[Opening Information provided section]

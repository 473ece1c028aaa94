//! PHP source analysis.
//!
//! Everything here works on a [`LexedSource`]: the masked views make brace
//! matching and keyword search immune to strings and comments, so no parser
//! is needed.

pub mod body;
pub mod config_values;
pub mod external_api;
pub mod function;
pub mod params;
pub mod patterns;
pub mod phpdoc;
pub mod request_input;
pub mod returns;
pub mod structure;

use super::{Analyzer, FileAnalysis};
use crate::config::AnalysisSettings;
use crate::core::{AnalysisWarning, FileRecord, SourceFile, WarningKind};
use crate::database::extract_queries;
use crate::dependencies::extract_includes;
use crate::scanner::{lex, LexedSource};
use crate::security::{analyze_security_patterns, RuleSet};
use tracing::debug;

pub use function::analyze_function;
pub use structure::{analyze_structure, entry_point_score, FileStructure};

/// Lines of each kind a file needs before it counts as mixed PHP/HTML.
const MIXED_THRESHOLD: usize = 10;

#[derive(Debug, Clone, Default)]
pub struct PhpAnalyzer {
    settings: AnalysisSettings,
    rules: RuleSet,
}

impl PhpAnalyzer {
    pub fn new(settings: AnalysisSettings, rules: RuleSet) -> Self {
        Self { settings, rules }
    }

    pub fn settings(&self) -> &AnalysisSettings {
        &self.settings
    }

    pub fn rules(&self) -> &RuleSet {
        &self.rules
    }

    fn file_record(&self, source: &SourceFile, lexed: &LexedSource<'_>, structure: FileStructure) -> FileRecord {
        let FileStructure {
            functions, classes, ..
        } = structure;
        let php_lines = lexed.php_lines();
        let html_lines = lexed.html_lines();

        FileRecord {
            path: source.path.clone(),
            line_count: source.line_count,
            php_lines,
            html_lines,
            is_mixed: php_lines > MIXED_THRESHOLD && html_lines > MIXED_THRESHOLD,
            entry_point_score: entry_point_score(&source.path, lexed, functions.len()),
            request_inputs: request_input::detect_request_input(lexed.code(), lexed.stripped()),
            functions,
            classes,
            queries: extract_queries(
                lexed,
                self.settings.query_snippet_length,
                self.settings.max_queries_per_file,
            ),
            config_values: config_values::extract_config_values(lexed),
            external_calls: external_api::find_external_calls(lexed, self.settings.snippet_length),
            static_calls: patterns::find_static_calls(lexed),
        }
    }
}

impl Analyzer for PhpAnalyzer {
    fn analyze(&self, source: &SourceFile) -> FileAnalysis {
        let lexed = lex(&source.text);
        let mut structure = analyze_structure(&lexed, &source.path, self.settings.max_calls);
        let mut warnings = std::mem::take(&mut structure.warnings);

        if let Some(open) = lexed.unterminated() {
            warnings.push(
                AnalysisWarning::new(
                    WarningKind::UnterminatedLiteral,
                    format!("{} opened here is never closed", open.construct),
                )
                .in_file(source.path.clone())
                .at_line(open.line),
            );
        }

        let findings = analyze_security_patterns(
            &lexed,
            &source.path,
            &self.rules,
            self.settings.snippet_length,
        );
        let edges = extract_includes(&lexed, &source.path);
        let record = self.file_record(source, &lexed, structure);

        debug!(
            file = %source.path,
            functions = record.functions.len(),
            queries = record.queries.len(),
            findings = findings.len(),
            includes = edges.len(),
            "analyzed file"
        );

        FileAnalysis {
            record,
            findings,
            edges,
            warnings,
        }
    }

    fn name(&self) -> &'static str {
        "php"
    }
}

[Closing Information provided section]

§ **What the task asks**
A verbatim copy of every entry is needed.

§ **Written reply**
repository 473ece1c028aaa94
//! PHP source analysis.
//!
//! Everything here works on a [`LexedSource`]: the masked views make brace
//! matching and keyword search immune to strings and comments, so no parser
//! is needed.

pub mod body;
pub mod config_values;
pub mod external_api;
pub mod function;
pub mod params;
pub mod patterns;
pub mod phpdoc;
pub mod request_input;
pub mod returns;
pub mod structure;

use super::{Analyzer, FileAnalysis};
use crate::config::AnalysisSettings;
use crate::core::{AnalysisWarning, FileRecord, SourceFile, WarningKind};
use crate::database::extract_queries;
use crate::dependencies::extract_includes;
use crate::scanner::{lex, LexedSource};
use crate::security::{analyze_security_patterns, RuleSet};
use tracing::debug;

pub use function::analyze_function;
pub use structure::{analyze_structure, entry_point_score, FileStructure};

/// Lines of each kind a file needs before it counts as mixed PHP/HTML.
const MIXED_THRESHOLD: usize = 10;

#[derive(Debug, Clone, Default)]
pub struct PhpAnalyzer {
    settings: AnalysisSettings,
    rules: RuleSet,
}

impl PhpAnalyzer {
    pub fn new(settings: AnalysisSettings, rules: RuleSet) -> Self {
        Self { settings, rules }
    }

    pub fn settings(&self) -> &AnalysisSettings {
        &self.settings
    }

    pub fn rules(&self) -> &RuleSet {
        &self.rules
    }

    fn file_record(&self, source: &SourceFile, lexed: &LexedSource<'_>, structure: FileStructure) -> FileRecord {
        let FileStructure {
            functions, classes, ..
        } = structure;
        let php_lines = lexed.php_lines();
        let html_lines = lexed.html_lines();

        FileRecord {
            path: source.path.clone(),
            line_count: source.line_count,
            php_lines,
            html_lines,
            is_mixed: php_lines > MIXED_THRESHOLD && html_lines > MIXED_THRESHOLD,
            entry_point_score: entry_point_score(&source.path, lexed, functions.len()),
            request_inputs: request_input::detect_request_input(lexed.code(), lexed.stripped()),
            functions,
            classes,
            queries: extract_queries(
                lexed,
                self.settings.query_snippet_length,
                self.settings.max_queries_per_file,
            ),
            config_values: config_values::extract_config_values(lexed),
            external_calls: external_api::find_external_calls(lexed, self.settings.snippet_length),
            static_calls: patterns::find_static_calls(lexed),
        }
    }
}

impl Analyzer for PhpAnalyzer {
    fn analyze(&self, source: &SourceFile) -> FileAnalysis {
        let lexed = lex(&source.text);
        let mut structure = analyze_structure(&lexed, &source.path, self.settings.max_calls);
        let mut warnings = std::mem::take(&mut structure.warnings);

        if let Some(open) = lexed.unterminated() {
            warnings.push(
                AnalysisWarning::new(
                    WarningKind::UnterminatedLiteral,
                    format!("{} opened here is never closed", open.construct),
                )
                .in_file(source.path.clone())
                .at_line(open.line),
            );
        }

        let findings = analyze_security_patterns(
            &lexed,
            &source.path,
            &self.rules,
            self.settings.snippet_length,
        );
        let edges = extract_includes(&lexed, &source.path);
        let record = self.file_record(source, &lexed, structure);

        debug!(
            file = %source.path,
            functions = record.functions.len(),
            queries = record.queries.len(),
            findings = findings.len(),
            includes = edges.len(),
            "analyzed file"
        );

        FileAnalysis {
            record,
            findings,
            edges,
            warnings,
        }
    }

    fn name(&self) -> &'static str {
        "php"
    }
}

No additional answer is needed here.